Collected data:
________________________________________

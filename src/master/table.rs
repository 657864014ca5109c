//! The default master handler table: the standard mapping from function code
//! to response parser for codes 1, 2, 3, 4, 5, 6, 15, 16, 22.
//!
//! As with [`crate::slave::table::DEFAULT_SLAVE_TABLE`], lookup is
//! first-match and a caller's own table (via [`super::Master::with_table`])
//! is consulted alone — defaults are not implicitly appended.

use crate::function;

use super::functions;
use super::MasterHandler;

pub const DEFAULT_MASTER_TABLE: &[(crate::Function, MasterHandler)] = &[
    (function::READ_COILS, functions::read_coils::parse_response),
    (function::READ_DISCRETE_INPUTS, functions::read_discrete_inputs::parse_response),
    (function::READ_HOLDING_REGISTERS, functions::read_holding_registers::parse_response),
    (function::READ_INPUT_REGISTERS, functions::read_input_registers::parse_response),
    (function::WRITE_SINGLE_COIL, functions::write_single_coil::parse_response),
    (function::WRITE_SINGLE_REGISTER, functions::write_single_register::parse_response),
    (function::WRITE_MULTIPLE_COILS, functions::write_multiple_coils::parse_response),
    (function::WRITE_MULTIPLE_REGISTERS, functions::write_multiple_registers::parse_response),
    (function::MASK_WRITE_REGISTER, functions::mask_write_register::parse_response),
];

________________________________________

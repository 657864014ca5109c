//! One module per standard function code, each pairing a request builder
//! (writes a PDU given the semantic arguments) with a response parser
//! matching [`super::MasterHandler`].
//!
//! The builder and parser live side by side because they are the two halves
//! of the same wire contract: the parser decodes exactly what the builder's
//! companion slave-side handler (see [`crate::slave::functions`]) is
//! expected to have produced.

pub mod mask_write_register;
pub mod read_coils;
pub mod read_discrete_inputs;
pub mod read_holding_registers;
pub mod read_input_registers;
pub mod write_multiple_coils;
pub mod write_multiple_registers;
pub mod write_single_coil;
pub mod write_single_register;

________________________________________

Exercise prompt:
From the records above, transcribe exactly the run of lines that opens with the line holding "companion slave-side handler" and closes with the line holding "pub mod write_single_register;", both included.

Output of the exercise:
//! companion slave-side handler (see [`crate::slave::functions`]) is
//! expected to have produced.

pub mod mask_write_register;
pub mod read_coils;
pub mod read_discrete_inputs;
pub mod read_holding_registers;
pub mod read_input_registers;
pub mod write_multiple_coils;
pub mod write_multiple_registers;
pub mod write_single_coil;
pub mod write_single_register;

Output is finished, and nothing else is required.